Были книги, были театры — и Вера несколько раз, по какой-то необъяснимой случайности, сидела в царской ложе в Александринке, где бархат с барьера был сорван и почему-то среди красных кресел стоял простой железный стул. Были семечки, семечки и шинели; тьма зимой и белые ночи летом — особенно почему-то в том году долгие и светлые. Сперва — каток в столовой, сталактитами замерзшая вода в ванной, хлынувшая из лопнувшей трубы; потом — совсем особенный, рушащийся, умирающий город, все красоты и медленную смерть которого Вера готова была отдать за банку сгущенного молока, пробитую гвоздем, из которой можно было высосать жирную жидкость, за кусок жесткого сала, за пыль какао, щекочущую горло, которую она глотает ложками, когда отец приносит из института паек на спине. Но главное — одиночество, вот что тогда было: не к кому пойти, некого ждать, некого любить. Затихает мир вокруг, затихает город. Но Вера не хочет затихать, она хочет буйствовать. Ей двадцать лет; сбывается ее мечта — она становится похожа на мать, она становится все лучше. Начинается какое-то таинственное цветение: она может петь; недавно она нарисовала тот пейзаж, что виден, если высунуться из окна (решетка сада, знаменитый особняк, взятый под хлебный распределитель, дерево); она умеет танцевать, и, однажды, она сочинила стихотворение. Но важнее всего то, что она ничего не боится.

Любить некого, но тайное буйство обуревает ее все сильнее, ей кажется, что еще немного и — как в рассказе Гаршина — растение пробьет стеклянную крышу и посыплются стекла. Пусть вокруг нее посыплются стекла! Очень это будет хорошо. Великолепно. Замечательно. Но только, пожалуйста, не надо замуж. Не надо приличного господина, представленного ей в знакомом доме, не надо родительского согласия. Не надо признания и первого поцелуя… Ей хочется чего-то совсем на все это непохожего; она еще сама не выдумала, чего именно.

И вот, из ничего, из пустоты и тишины замерзшей вокруг жизни появляется однажды Шурка Венцова с чуть-чуть свеклой тронутыми губами, с челкой, в высоких, ярко-рыжих шнурованных ботинках на босу ногу. Соскучилась. Пришла. Пришла узнать, во что превратилась любимая моя дурища, не засидели ли ее мухи?

Высоко заложив ногу за ногу, отставив руку с папироской, дыша французскими духами, она рассказывала о себе. У нее изменилась улыбка, на улыбку ее весело смотреть. У нее стала красивая шея, она открывает ее, открывает кусок рубашки, начало груди. Голос у нее задорный, рот влажный. От нее не хочется отводить глаз.

— Политикой я не занимаюсь, — говорила она, — жизнь у меня — кинематограф! Написала роман: пожилая женщина, актриса, влюбляется в одного молодого доктора. Она чувствует, что не имеет права, но… минута страсти, и она берет его, как вещь. Потом выясняется, что доктор — ее сын. Они кончают с собой… Я встретила Шлейфер и рассказала ей (она, между прочим, слепнет).
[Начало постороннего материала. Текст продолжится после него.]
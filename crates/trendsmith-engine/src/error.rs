use thiserror::Error;
use trendsmith_workflow::WorkflowError;

/// Errors that prevent a run from starting or the runner from accepting work.
///
/// Node failures are not errors at this level: they are recorded in
/// [`RunState::errors`](crate::RunState::errors) and routed along the graph.
#[derive(Debug, Error)]
pub enum EngineError {
  #[error("invalid topic: {0}")]
  InvalidTopic(#[source] WorkflowError),

  #[error("no implementation registered for node '{0}'")]
  UnregisteredNode(String),

  #[error("pipeline runner channel closed")]
  ChannelClosed,
}
use std::collections::BTreeMap;

use serde::{Deserialize, Serialize};

/// Placeholder for a required field no source supplied.
pub const UNKNOWN: &str = "unknown";

/// Where a summary field came from.
#[derive(Debug, Clone, Copy, PartialEq, Eq, Serialize, Deserialize)]
#[serde(rename_all = "snake_case")]
pub enum Provenance {
  Scrape,
  Search,
  Topic,
  Unknown,
}

/// Merged view of one topic, handed unchanged to the writers.
///
/// Maps are ordered so identical inputs serialize to identical bytes.
#[derive(Debug, Clone, PartialEq, Eq, Serialize, Deserialize)]
pub struct Summary {
  pub topic_id: String,
  pub topic_title: String,
  pub source_url: String,
  pub fields: BTreeMap<String, String>,
  pub provenance: BTreeMap<String, Provenance>,
  /// URLs that contributed, topic source first.
  pub sources: Vec<String>,
}

impl Summary {
  pub fn get(&self, field: &str) -> Option<&str> {
    self.fields.get(field).map(String::as_str)
  }

  /// Fields a source actually supplied (not `unknown` placeholders).
  pub fn known_fields(&self) -> impl Iterator<Item = (&str, &str)> {
    self
      .fields
      .iter()
      .filter(|(k, _)| self.provenance.get(*k) != Some(&Provenance::Unknown))
      .map(|(k, v)| (k.as_str(), v.as_str()))
  }

  /// Render as `key: value` lines for a writer prompt.
  pub fn to_prompt(&self) -> String {
    let mut out = format!("Topic: {}\nSource: {}\n", self.topic_title, self.source_url);
    for (key, value) in self.known_fields() {
      if key == "topic_title" || key == "topic_url" {
        continue;
      }
      out.push_str(key);
      out.push_str(": ");
      out.push_str(value);
      out.push('\n');
    }
    out
  }
}
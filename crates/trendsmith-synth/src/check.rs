//! Static allow-list check for candidate Lua.
//!
//! Conservative by construction: every free name and every member of a
//! sandbox library must be recognized by [`allowlist::access`], anything else
//! is a rejection reason. Bindings (locals, parameters, loop variables and the
//! candidate's own globals) are collected for the whole chunk, so a name
//! bound anywhere counts as bound everywhere; names the sandbox controls can
//! never be rebound.

use std::collections::{BTreeSet, HashSet};

use trendsmith_config::SandboxPolicy;
use trendsmith_sandbox::allowlist::{self, Access};

/// Largest candidate accepted.
pub const MAX_SOURCE_BYTES: usize = 64 * 1024;

/// Members refused on any value, since strings share the `string` table.
const FORBIDDEN_MEMBERS: &[&str] = &["dump"];

const KEYWORDS: &[&str] = &[
  "and", "break", "do", "else", "elseif", "end", "false", "for", "function", "goto", "if", "in",
  "local", "nil", "not", "or", "repeat", "return", "then", "true", "until", "while",
];

#[derive(Debug, Clone, PartialEq)]
enum Token {
  Name(String),
  Punct(&'static str),
  Literal,
}

impl Token {
  fn is_punct(&self, p: &str) -> bool {
    matches!(self, Token::Punct(q) if *q == p)
  }

  fn name(&self) -> Option<&str> {
    match self {
      Token::Name(n) if !KEYWORDS.contains(&n.as_str()) => Some(n),
      _ => None,
    }
  }

  fn is_keyword(&self, kw: &str) -> bool {
    matches!(self, Token::Name(n) if n == kw)
  }
}

/// Check `source` against the allow-list for `policy`.
///
/// Returns every distinct reason for rejection, in order of appearance.
pub fn check(source: &str, policy: &SandboxPolicy) -> Result<(), Vec<String>> {
  if source.trim().is_empty() {
    return Err(vec!["candidate is empty".to_string()]);
  }
  if source.len() > MAX_SOURCE_BYTES {
    return Err(vec![format!(
      "candidate is larger than {} bytes",
      MAX_SOURCE_BYTES
    )]);
  }

  let tokens = tokenize(source).map_err(|e| vec![e])?;
  let mut reasons = Reasons::default();
  let bound = collect_bindings(&tokens, &mut reasons);

  let keys = table_keys(&tokens);
  for (i, token) in tokens.iter().enumerate() {
    let Some(name) = token.name() else {
      continue;
    };
    let prev = i.checked_sub(1).map(|p| &tokens[p]);

    // Member names: `x.name`, `x:name`
    if prev.is_some_and(|p| p.is_punct(".") || p.is_punct(":")) {
      if FORBIDDEN_MEMBERS.contains(&name) {
        reasons.push(format!("`{}` is not permitted", name));
      }
      continue;
    }
    // Labels and goto targets
    if prev.is_some_and(|p| p.is_punct("::") || p.is_keyword("goto")) {
      continue;
    }
    if keys.contains(&i) || bound.contains(name) {
      continue;
    }

    if allowlist::is_library(name) {
      match (tokens.get(i + 1), tokens.get(i + 2)) {
        (Some(sep), Some(member)) if sep.is_punct(".") || sep.is_punct(":") => {
          if let Some(member) = member.name() {
            let path = format!("{}.{}", name, member);
            if let Some(reason) = describe(&path, allowlist::access(&path, policy)) {
              reasons.push(reason);
            }
          } else {
            reasons.push(format!("malformed access to `{}`", name));
          }
        }
        _ => {
          // A bare library reference could be aliased and indexed dynamically.
          let access = allowlist::access(name, policy);
          match describe(name, access) {
            Some(reason) => reasons.push(reason),
            None => reasons.push(format!(
              "`{}` may only be used as `{}.member`",
              name, name
            )),
          }
        }
      }
      continue;
    }

    if let Some(reason) = describe(name, allowlist::access(name, policy)) {
      reasons.push(reason);
    }
  }

  reasons.finish()
}

#[derive(Default)]
struct Reasons {
  seen: HashSet<String>,
  ordered: Vec<String>,
}

impl Reasons {
  fn push(&mut self, reason: String) {
    if self.seen.insert(reason.clone()) {
      self.ordered.push(reason);
    }
  }

  fn finish(self) -> Result<(), Vec<String>> {
    if self.ordered.is_empty() {
      Ok(())
    } else {
      Err(self.ordered)
    }
  }
}

fn describe(name: &str, access: Access) -> Option<String> {
  match access {
    Access::Allowed => None,
    Access::Ungranted(capability) => Some(format!(
      "`{}` requires the {} capability",
      name,
      capability.as_str()
    )),
    Access::Forbidden => Some(format!("`{}` is not permitted", name)),
    Access::Unknown => Some(format!("unknown name `{}`", name)),
  }
}

/// Names the candidate binds itself. Rebinding a sandbox name is a reason.
fn collect_bindings(tokens: &[Token], reasons: &mut Reasons) -> BTreeSet<String> {
  let mut bound = BTreeSet::new();
  let keys = table_keys(tokens);

  let mut bind = |name: &str, bound: &mut BTreeSet<String>, reasons: &mut Reasons| {
    if is_sandbox_name(name) {
      reasons.push(format!("`{}` may not be redefined", name));
    } else {
      bound.insert(name.to_string());
    }
  };

  let mut i = 0;
  while i < tokens.len() {
    let token = &tokens[i];

    if token.is_keyword("local") {
      if tokens.get(i + 1).is_some_and(|t| t.is_keyword("function")) {
        if let Some(name) = tokens.get(i + 2).and_then(Token::name) {
          bind(name, &mut bound, reasons);
        }
      } else {
        // local a <const>, b = ...
        let mut j = i + 1;
        while let Some(name) = tokens.get(j).and_then(Token::name) {
          bind(name, &mut bound, reasons);
          j += 1;
          if tokens.get(j).is_some_and(|t| t.is_punct("<")) {
            j += 3;
          }
          if tokens.get(j).is_some_and(|t| t.is_punct(",")) {
            j += 1;
          } else {
            break;
          }
        }
      }
    } else if token.is_keyword("function") {
      // function name.field:method(params)
      let mut j = i + 1;
      let mut method = false;
      if let Some(first) = tokens.get(j).and_then(Token::name) {
        let simple = !tokens
          .get(j + 1)
          .is_some_and(|t| t.is_punct(".") || t.is_punct(":"));
        let local_fn = i > 0 && tokens[i - 1].is_keyword("local");
        if simple && !local_fn {
          bind(first, &mut bound, reasons);
        }
        j += 1;
        while tokens.get(j).is_some_and(|t| t.is_punct(".") || t.is_punct(":")) {
          method |= tokens[j].is_punct(":");
          j += 2;
        }
      }
      if method {
        bound.insert("self".to_string());
      }
      if tokens.get(j).is_some_and(|t| t.is_punct("(")) {
        j += 1;
        while let Some(t) = tokens.get(j) {
          if t.is_punct(")") {
            break;
          }
          if let Some(name) = t.name() {
            bind(name, &mut bound, reasons);
          }
          j += 1;
        }
      }
    } else if token.is_keyword("for") {
      let mut j = i + 1;
      while let Some(t) = tokens.get(j) {
        if t.is_punct("=") || t.is_keyword("in") {
          break;
        }
        if let Some(name) = t.name() {
          bind(name, &mut bound, reasons);
        }
        j += 1;
      }
    } else if let Some(name) = token.name() {
      // Global assignment: `name = ...` at statement level
      let assigned = tokens.get(i + 1).is_some_and(|t| t.is_punct("="));
      let member = i > 0 && (tokens[i - 1].is_punct(".") || tokens[i - 1].is_punct(":"));
      if assigned && !member && !keys.contains(&i) {
        bind(name, &mut bound, reasons);
      }
    }

    i += 1;
  }

  bound
}

/// Excludes `doc`, which `function extract(doc)` rebinds.
fn is_sandbox_name(name: &str) -> bool {
  allowlist::FORBIDDEN.contains(&name)
    || allowlist::BASE_FUNCTIONS.contains(&name)
    || allowlist::is_library(name)
    || allowlist::GATED.iter().any(|(gated, _)| *gated == name)
}

/// Token positions that are table constructor keys (`{ key = value }`).
fn table_keys(tokens: &[Token]) -> HashSet<usize> {
  #[derive(PartialEq)]
  enum Frame {
    Brace,
    Other,
  }

  let mut keys = HashSet::new();
  let mut stack: Vec<Frame> = Vec::new();

  for (i, token) in tokens.iter().enumerate() {
    match token {
      Token::Punct("{") => stack.push(Frame::Brace),
      Token::Punct("(") | Token::Punct("[") => stack.push(Frame::Other),
      Token::Punct("}") | Token::Punct(")") | Token::Punct("]") => {
        stack.pop();
      }
      Token::Name(n) if n == "function" || n == "do" || n == "if" || n == "repeat" => {
        stack.push(Frame::Other);
      }
      Token::Name(n) if n == "end" || n == "until" => {
        stack.pop();
      }
      Token::Name(_) => {
        let in_brace = stack.last() == Some(&Frame::Brace);
        let after_separator = i > 0
          && (tokens[i - 1].is_punct("{")
            || tokens[i - 1].is_punct(",")
            || tokens[i - 1].is_punct(";"));
        let before_assign = tokens.get(i + 1).is_some_and(|t| t.is_punct("="));
        if in_brace && after_separator && before_assign {
          keys.insert(i);
        }
      }
      _ => {}
    }
  }
  keys
}

const PUNCTUATION: &[&str] = &[
  "...", "..", "::", "==", "~=", "<=", ">=", "<<", ">>", "//", "+", "-", "*", "/", "%", "^", "#",
  "&", "~", "|", "<", ">", "=", "(", ")", "{", "}", "[", "]", ";", ":", ",", ".",
];

fn tokenize(source: &str) -> Result<Vec<Token>, String> {
  let bytes = source.as_bytes();
  let mut tokens = Vec::new();
  let mut i = 0;

  while i < bytes.len() {
    let c = bytes[i];

    if c.is_ascii_whitespace() {
      i += 1;
      continue;
    }

    // Comments
    if source[i..].starts_with("--") {
      i += 2;
      if let Some(level) = long_bracket_level(&bytes[i..]) {
        i = skip_long_bracket(source, i, level).ok_or("unterminated comment")?;
      } else {
        while i < bytes.len() && bytes[i] != b'\n' {
          i += 1;
        }
      }
      continue;
    }

    // Long strings
    if c == b'[' {
      if let Some(level) = long_bracket_level(&bytes[i..]) {
        i = skip_long_bracket(source, i, level).ok_or("unterminated long string")?;
        tokens.push(Token::Literal);
        continue;
      }
    }

    // Quoted strings
    if c == b'"' || c == b'\'' {
      i += 1;
      loop {
        match bytes.get(i) {
          None | Some(b'\n') => return Err("unterminated string".to_string()),
          Some(b'\\') => i += 2,
          Some(q) if *q == c => {
            i += 1;
            break;
          }
          Some(_) => i += 1,
        }
      }
      tokens.push(Token::Literal);
      continue;
    }

    // Numbers
    if c.is_ascii_digit() || (c == b'.' && bytes.get(i + 1).is_some_and(u8::is_ascii_digit)) {
      while i < bytes.len() {
        let d = bytes[i];
        let exponent_sign = (d == b'+' || d == b'-')
          && i > 0
          && matches!(bytes[i - 1], b'e' | b'E' | b'p' | b'P');
        if d.is_ascii_alphanumeric() || d == b'.' || exponent_sign {
          i += 1;
        } else {
          break;
        }
      }
      tokens.push(Token::Literal);
      continue;
    }

    // Names
    if c.is_ascii_alphabetic() || c == b'_' {
      let start = i;
      while i < bytes.len() && (bytes[i].is_ascii_alphanumeric() || bytes[i] == b'_') {
        i += 1;
      }
      tokens.push(Token::Name(source[start..i].to_string()));
      continue;
    }

    match PUNCTUATION.iter().find(|p| source[i..].starts_with(**p)) {
      Some(p) => {
        tokens.push(Token::Punct(p));
        i += p.len();
      }
      None => {
        let ch = source[i..].chars().next().unwrap_or('?');
        return Err(format!("unexpected character '{}'", ch));
      }
    }
  }

  Ok(tokens)
}

/// `[[`, `[=[`, `[==[` ... returns the number of `=` signs.
fn long_bracket_level(bytes: &[u8]) -> Option<usize> {
  if bytes.first() != Some(&b'[') {
    return None;
  }
  let level = bytes[1..].iter().take_while(|b| **b == b'=').count();
  (bytes.get(level + 1) == Some(&b'[')).then_some(level)
}

/// Position just past the closing bracket of a long bracket opened at `start`.
fn skip_long_bracket(source: &str, start: usize, level: usize) -> Option<usize> {
  let close = format!("]{}]", "=".repeat(level));
  let body = start + level + 2;
  source[body..].find(&close).map(|end| body + end + close.len())
}
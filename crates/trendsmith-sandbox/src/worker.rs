//! The out-of-process side of the sandbox.
//!
//! The host writes one [`WorkerJob`] as JSON to the worker's stdin and reads
//! one [`ExecutionResult`] as JSON from its stdout. The worker runs the VM on
//! its main thread and exits; the host kills it if it overstays.

use std::ffi::OsString;
use std::io::{self, Read, Write};
use std::path::PathBuf;
use std::sync::Arc;
use std::sync::atomic::AtomicBool;
use std::time::Duration;

use serde::{Deserialize, Serialize};
use tokio::process::Command;
use trendsmith_config::SandboxPolicy;
use url::Url;

use crate::types::{Document, ExecutionResult, ExecutionStatus};
use crate::vm::{self, Job};

/// Subcommand under which a binary serves [`serve_worker`].
pub const WORKER_SUBCOMMAND: &str = "sandbox-worker";

#[derive(Debug, Serialize, Deserialize)]
pub(crate) struct WorkerJob {
  pub source: String,
  pub url: String,
  pub html: String,
  pub policy: SandboxPolicy,
}

impl WorkerJob {
  pub(crate) fn new(source: &str, document: &Document, policy: &SandboxPolicy) -> Self {
    Self {
      source: source.to_string(),
      url: document.url().to_string(),
      html: document.html().to_string(),
      policy: policy.clone(),
    }
  }

  fn run(self) -> ExecutionResult {
    let url = match Url::parse(&self.url) {
      Ok(url) => url,
      Err(e) => {
        return ExecutionResult::failed(
          ExecutionStatus::RuntimeError,
          format!("invalid document url '{}': {}", self.url, e),
          Duration::ZERO,
        );
      }
    };

    // The host tears the process down instead of raising this.
    vm::run(Job {
      source: self.source,
      document: Document::new(url, self.html),
      policy: self.policy,
      abort: Arc::new(AtomicBool::new(false)),
    })
  }
}

/// Serve one execution over stdin/stdout.
///
/// Called by a binary's hidden [`WORKER_SUBCOMMAND`]. Nothing else may write
/// to stdout while this runs.
pub fn serve_worker() -> io::Result<()> {
  let mut input = String::new();
  io::stdin().lock().read_to_string(&mut input)?;
  let job: WorkerJob = serde_json::from_str(&input).map_err(io::Error::other)?;

  let result = job.run();

  let mut stdout = io::stdout().lock();
  serde_json::to_writer(&mut stdout, &result).map_err(io::Error::other)?;
  stdout.flush()
}

/// How to start a worker process.
#[derive(Debug, Clone, PartialEq, Eq)]
pub struct WorkerCommand {
  /// `None` re-runs the current executable.
  program: Option<PathBuf>,
  args: Vec<OsString>,
}

impl WorkerCommand {
  /// The running binary with [`WORKER_SUBCOMMAND`].
  pub fn current_exe() -> Self {
    Self {
      program: None,
      args: vec![WORKER_SUBCOMMAND.into()],
    }
  }

  /// A dedicated worker binary.
  pub fn new(program: impl Into<PathBuf>) -> Self {
    Self {
      program: Some(program.into()),
      args: Vec::new(),
    }
  }

  pub fn arg(mut self, arg: impl Into<OsString>) -> Self {
    self.args.push(arg.into());
    self
  }

  pub(crate) fn command(&self) -> io::Result<Command> {
    let program = match &self.program {
      Some(program) => program.clone(),
      None => std::env::current_exe()?,
    };
    let mut command = Command::new(program);
    command.args(&self.args);
    Ok(command)
  }
}

/// Where candidates run.
#[derive(Debug, Clone, PartialEq, Eq)]
pub enum Isolation {
  /// A child process per execution, killed at the hard deadline.
  Process(WorkerCommand),
  /// A thread in the host process. A candidate stuck inside a C function
  /// cannot be stopped, so this is only for trusted code and tests.
  InProcess,
}

impl Default for Isolation {
  fn default() -> Self {
    Isolation::Process(WorkerCommand::current_exe())
  }
}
Шлейфер сказала, что рабочим и крестьянам это не нужно. Как будто все — рабочие и крестьяне! Есть еще мы на свете.

Вера, приоткрыв рот, кивает головой.

— Оказывается, еще в гимназии у нее началась катаракта, — сыплет Шурка, — теперь — каюк: зачем в чеку пошла? Есть бог! Спросила меня: а что твой отец, он ведь был служителем культа…

— Зачем же выясняется, что доктор — ее сын? — спрашивает Вера с опозданием. — Пусть лучше он бросит ее, как вещь, — а она покончит одна.